Data extracted from a collection:
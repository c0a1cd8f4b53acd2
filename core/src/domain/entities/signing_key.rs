//! Signing key entity for HMAC token signatures.

use base64::{
    engine::general_purpose::{STANDARD as BASE64, URL_SAFE_NO_PAD},
    Engine,
};
use chrono::{DateTime, Duration, Utc};
use rand::{rngs::OsRng, RngCore};
use serde::{Deserialize, Serialize};

/// Length in bytes of generated key material (256 bits)
pub const SECRET_LENGTH: usize = 32;

/// Length in bytes of the random part of a generated key id
const KEY_ID_LENGTH: usize = 12;

/// Where a key's secret came from
#[derive(Debug, Clone, Copy, PartialEq, Eq, Serialize, Deserialize)]
#[serde(rename_all = "lowercase")]
pub enum KeySource {
    /// Generated by the key store on first run or rotation
    Generated,
    /// Supplied by configuration (primary or fallback secret)
    Configured,
}

/// A symmetric signing key together with its issuance window
#[derive(Clone, Serialize, Deserialize)]
#[serde(rename_all = "camelCase")]
pub struct SigningKey {
    /// Opaque key identifier, carried in the token header as `kid`
    pub id: String,

    /// Raw key material
    #[serde(with = "secret_base64")]
    pub secret: Vec<u8>,

    /// When the key was created
    pub created_at: DateTime<Utc>,

    /// End of the key's issuance window
    pub expires_at: DateTime<Utc>,

    /// Whether this key signs new tokens
    pub is_active: bool,

    /// Origin of the key material
    #[serde(default = "default_source")]
    pub source: KeySource,
}

fn default_source() -> KeySource {
    KeySource::Generated
}

impl SigningKey {
    /// Generates a fresh active key with random id and secret
    pub fn generate(rotation_interval: Duration) -> Self {
        let mut secret = vec![0u8; SECRET_LENGTH];
        OsRng.fill_bytes(&mut secret);

        let now = Utc::now();
        Self {
            id: Self::generate_id(),
            secret,
            created_at: now,
            expires_at: now + rotation_interval,
            is_active: true,
            source: KeySource::Generated,
        }
    }

    /// Builds an inactive, configuration-sourced key
    ///
    /// Configured keys are never rotated out; they stay in the verification
    /// set for as long as they remain configured.
    pub fn configured(id: impl Into<String>, secret: &str, lifetime: Duration) -> Self {
        let now = Utc::now();
        Self {
            id: id.into(),
            secret: secret.as_bytes().to_vec(),
            created_at: now,
            expires_at: now + lifetime,
            is_active: false,
            source: KeySource::Configured,
        }
    }

    fn generate_id() -> String {
        let mut bytes = [0u8; KEY_ID_LENGTH];
        OsRng.fill_bytes(&mut bytes);
        URL_SAFE_NO_PAD.encode(bytes)
    }

    /// Whether the key is exempt from expiry-driven cleanup
    pub fn is_pinned(&self) -> bool {
        self.source == KeySource::Configured
    }

    /// Whether the issuance window has closed
    pub fn is_expired_at(&self, now: DateTime<Utc>) -> bool {
        self.expires_at <= now
    }

    /// Whether tokens signed by this key may still be verified at `now`
    pub fn is_verifiable_at(&self, now: DateTime<Utc>, grace_period: Duration) -> bool {
        self.is_pinned() || self.is_active || now < self.expires_at + grace_period
    }

    /// Whether cleanup may physically remove this key at `now`
    pub fn is_purgeable_at(&self, now: DateTime<Utc>, grace_period: Duration) -> bool {
        !self.is_pinned() && !self.is_active && self.expires_at + grace_period < now
    }

    /// Secret-free view of the key
    pub fn summary(&self) -> KeySummary {
        KeySummary {
            id: self.id.clone(),
            created_at: self.created_at,
            expires_at: self.expires_at,
            is_active: self.is_active,
            source: self.source,
        }
    }
}

impl std::fmt::Debug for SigningKey {
    fn fmt(&self, f: &mut std::fmt::Formatter<'_>) -> std::fmt::Result {
        f.debug_struct("SigningKey")
            .field("id", &self.id)
            .field("created_at", &self.created_at)
            .field("expires_at", &self.expires_at)
            .field("is_active", &self.is_active)
            .field("source", &self.source)
            .finish_non_exhaustive()
    }
}

/// Diagnostic view of a signing key without its secret
#[derive(Debug, Clone, PartialEq, Eq, Serialize, Deserialize)]
pub struct KeySummary {
    pub id: String,
    pub created_at: DateTime<Utc>,
    pub expires_at: DateTime<Utc>,
    pub is_active: bool,
    pub source: KeySource,
}

mod secret_base64 {
    use super::BASE64;
    use base64::Engine;
    use serde::{Deserialize, Deserializer, Serializer};

    pub fn serialize<S: Serializer>(secret: &[u8], serializer: S) -> Result<S::Ok, S::Error> {
        serializer.serialize_str(&BASE64.encode(secret))
    }

    pub fn deserialize<'de, D: Deserializer<'de>>(deserializer: D) -> Result<Vec<u8>, D::Error> {
        let encoded = String::deserialize(deserializer)?;
        BASE64
            .decode(encoded.as_bytes())
            .map_err(serde::de::Error::custom)
    }
}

● **Exercise requirements**: Every entry above should be transcribed exactly as it appears.

● **Solution below**:
repository c0a1cd8f4b53acd2
filename core/src/domain/entities/signing_key.rs
//! Signing key entity for HMAC token signatures.

use base64::{
    engine::general_purpose::{STANDARD as BASE64, URL_SAFE_NO_PAD},
    Engine,
};
use chrono::{DateTime, Duration, Utc};
use rand::{rngs::OsRng, RngCore};
use serde::{Deserialize, Serialize};

/// Length in bytes of generated key material (256 bits)
pub const SECRET_LENGTH: usize = 32;

/// Length in bytes of the random part of a generated key id
const KEY_ID_LENGTH: usize = 12;

/// Where a key's secret came from
#[derive(Debug, Clone, Copy, PartialEq, Eq, Serialize, Deserialize)]
#[serde(rename_all = "lowercase")]
pub enum KeySource {
    /// Generated by the key store on first run or rotation
    Generated,
    /// Supplied by configuration (primary or fallback secret)
    Configured,
}

/// A symmetric signing key together with its issuance window
#[derive(Clone, Serialize, Deserialize)]
#[serde(rename_all = "camelCase")]
pub struct SigningKey {
    /// Opaque key identifier, carried in the token header as `kid`
    pub id: String,

    /// Raw key material
    #[serde(with = "secret_base64")]
    pub secret: Vec<u8>,

    /// When the key was created
    pub created_at: DateTime<Utc>,

    /// End of the key's issuance window
    pub expires_at: DateTime<Utc>,

    /// Whether this key signs new tokens
    pub is_active: bool,

    /// Origin of the key material
    #[serde(default = "default_source")]
    pub source: KeySource,
}

fn default_source() -> KeySource {
    KeySource::Generated
}

impl SigningKey {
    /// Generates a fresh active key with random id and secret
    pub fn generate(rotation_interval: Duration) -> Self {
        let mut secret = vec![0u8; SECRET_LENGTH];
        OsRng.fill_bytes(&mut secret);

        let now = Utc::now();
        Self {
            id: Self::generate_id(),
            secret,
            created_at: now,
            expires_at: now + rotation_interval,
            is_active: true,
            source: KeySource::Generated,
        }
    }

    /// Builds an inactive, configuration-sourced key
    ///
    /// Configured keys are never rotated out; they stay in the verification
    /// set for as long as they remain configured.
    pub fn configured(id: impl Into<String>, secret: &str, lifetime: Duration) -> Self {
        let now = Utc::now();
        Self {
            id: id.into(),
            secret: secret.as_bytes().to_vec(),
            created_at: now,
            expires_at: now + lifetime,
            is_active: false,
            source: KeySource::Configured,
        }
    }

    fn generate_id() -> String {
        let mut bytes = [0u8; KEY_ID_LENGTH];
        OsRng.fill_bytes(&mut bytes);
        URL_SAFE_NO_PAD.encode(bytes)
    }

    /// Whether the key is exempt from expiry-driven cleanup
    pub fn is_pinned(&self) -> bool {
        self.source == KeySource::Configured
    }

    /// Whether the issuance window has closed
    pub fn is_expired_at(&self, now: DateTime<Utc>) -> bool {
        self.expires_at <= now
    }

    /// Whether tokens signed by this key may still be verified at `now`
    pub fn is_verifiable_at(&self, now: DateTime<Utc>, grace_period: Duration) -> bool {
        self.is_pinned() || self.is_active || now < self.expires_at + grace_period
    }

    /// Whether cleanup may physically remove this key at `now`
    pub fn is_purgeable_at(&self, now: DateTime<Utc>, grace_period: Duration) -> bool {
        !self.is_pinned() && !self.is_active && self.expires_at + grace_period < now
    }

    /// Secret-free view of the key
    pub fn summary(&self) -> KeySummary {
        KeySummary {
            id: self.id.clone(),
            created_at: self.created_at,
            expires_at: self.expires_at,
            is_active: self.is_active,
            source: self.source,
        }
    }
}

impl std::fmt::Debug for SigningKey {
    fn fmt(&self, f: &mut std::fmt::Formatter<'_>) -> std::fmt::Result {
        f.debug_struct("SigningKey")
            .field("id", &self.id)
            .field("created_at", &self.created_at)
            .field("expires_at", &self.expires_at)
            .field("is_active", &self.is_active)
            .field("source", &self.source)
            .finish_non_exhaustive()
    }
}

/// Diagnostic view of a signing key without its secret
#[derive(Debug, Clone, PartialEq, Eq, Serialize, Deserialize)]
pub struct KeySummary {
    pub id: String,
    pub created_at: DateTime<Utc>,
    pub expires_at: DateTime<Utc>,
    pub is_active: bool,
    pub source: KeySource,
}

mod secret_base64 {
    use super::BASE64;
    use base64::Engine;
    use serde::{Deserialize, Deserializer, Serializer};

    pub fn serialize<S: Serializer>(secret: &[u8], serializer: S) -> Result<S::Ok, S::Error> {
        serializer.serialize_str(&BASE64.encode(secret))
    }

    pub fn deserialize<'de, D: Deserializer<'de>>(deserializer: D) -> Result<Vec<u8>, D::Error> {
        let encoded = String::deserialize(deserializer)?;
        BASE64
            .decode(encoded.as_bytes())
            .map_err(serde::de::Error::custom)
    }
}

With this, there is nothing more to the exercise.